[Excerpts from a dataset]
--------------------------------

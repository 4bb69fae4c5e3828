// SPDX-License-Identifier: MPL-2.0
//! Public entry points: the ambient [`ToastProvider`] and the scoped [`Toast`].
//!
//! Both wrap the same [`Toaster`], so their timing and visuals are
//! identical. They only differ in how callers reach `show_toast`:
//!
//! - [`ToastProvider`] is owned by the application root and wraps the whole
//!   view tree. Descendants receive a [`ToastContext`] through their update
//!   context instead of looking it up globally.
//! - [`Toast`] is placed explicitly where it should render and is driven only
//!   through the [`ToastHandle`] its owner obtains from [`Toast::handle`].

use super::clock::Clock;
use super::record::{ToastConfig, ToastId};
use super::settings::Settings;
use super::toaster::{Message, Toaster};
use crate::ui::layer;
use iced::widget::Stack;
use iced::{Element, Length, Subscription};

/// Showing and dismissing toasts, however the queue was reached.
pub trait ShowToast {
    /// Queues a toast and returns its id. Never fails.
    fn show_toast(&mut self, config: ToastConfig) -> ToastId;

    /// Removes a toast; returns `false` if it was not queued.
    fn dismiss(&mut self, id: &ToastId) -> bool;
}

impl ShowToast for Toaster {
    fn show_toast(&mut self, config: ToastConfig) -> ToastId {
        Toaster::show_toast(self, config)
    }

    fn dismiss(&mut self, id: &ToastId) -> bool {
        Toaster::dismiss(self, id)
    }
}

// =============================================================================
// Ambient form
// =============================================================================

/// Application-wide toast queue rendered above the wrapped content.
#[derive(Debug, Default)]
pub struct ToastProvider {
    toaster: Toaster,
}

impl ToastProvider {
    #[must_use]
    pub fn new(settings: Settings) -> Self {
        Self {
            toaster: Toaster::new(settings),
        }
    }

    #[must_use]
    pub fn with_clock(settings: Settings, clock: impl Clock + 'static) -> Self {
        Self {
            toaster: Toaster::with_clock(settings, clock),
        }
    }

    /// Returns the context handed down to descendants.
    pub fn context(&mut self) -> ToastContext<'_> {
        ToastContext {
            toaster: &mut self.toaster,
        }
    }

    /// Handles a toast message.
    pub fn update(&mut self, message: Message) {
        self.toaster.update(message);
    }

    pub fn subscription(&self) -> Subscription<Message> {
        self.toaster.subscription()
    }

    /// Renders `content` with the three toast layers stacked above it.
    ///
    /// `on_message` lifts toast messages into the application's message type.
    pub fn view<'a, AppMessage: 'a>(
        &'a self,
        content: impl Into<Element<'a, AppMessage>>,
        on_message: impl Fn(Message) -> AppMessage + 'a,
    ) -> Element<'a, AppMessage> {
        Stack::new()
            .width(Length::Fill)
            .height(Length::Fill)
            .push(content)
            .push(layer::view(&self.toaster).map(on_message))
            .into()
    }

    #[must_use]
    pub fn toaster(&self) -> &Toaster {
        &self.toaster
    }
}

/// Access to the provider's queue, injected into descendants.
#[derive(Debug)]
pub struct ToastContext<'a> {
    toaster: &'a mut Toaster,
}

impl ShowToast for ToastContext<'_> {
    fn show_toast(&mut self, config: ToastConfig) -> ToastId {
        self.toaster.show_toast(config)
    }

    fn dismiss(&mut self, id: &ToastId) -> bool {
        self.toaster.dismiss(id)
    }
}

// =============================================================================
// Scoped form
// =============================================================================

/// A toast overlay placed explicitly in the view tree.
#[derive(Debug, Default)]
pub struct Toast {
    toaster: Toaster,
}

impl Toast {
    #[must_use]
    pub fn new(settings: Settings) -> Self {
        Self {
            toaster: Toaster::new(settings),
        }
    }

    #[must_use]
    pub fn with_clock(settings: Settings, clock: impl Clock + 'static) -> Self {
        Self {
            toaster: Toaster::with_clock(settings, clock),
        }
    }

    /// Returns the handle controlling this overlay.
    pub fn handle(&mut self) -> ToastHandle<'_> {
        ToastHandle {
            toaster: &mut self.toaster,
        }
    }

    /// Handles a toast message.
    pub fn update(&mut self, message: Message) {
        self.toaster.update(message);
    }

    pub fn subscription(&self) -> Subscription<Message> {
        self.toaster.subscription()
    }

    /// Renders the three toast layers; the caller stacks them where needed.
    pub fn view(&self) -> Element<'_, Message> {
        layer::view(&self.toaster)
    }

    #[must_use]
    pub fn toaster(&self) -> &Toaster {
        &self.toaster
    }
}

/// Explicit handle to a [`Toast`].
#[derive(Debug)]
pub struct ToastHandle<'a> {
    toaster: &'a mut Toaster,
}

impl ShowToast for ToastHandle<'_> {
    fn show_toast(&mut self, config: ToastConfig) -> ToastId {
        self.toaster.show_toast(config)
    }

    fn dismiss(&mut self, id: &ToastId) -> bool {
        self.toaster.dismiss(id)
    }
}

--------------------------------

* [REQUIREMENT] Only the number is needed: please work out how many lines in the data contain the string "content".

* [YOUR SOLUTION] 4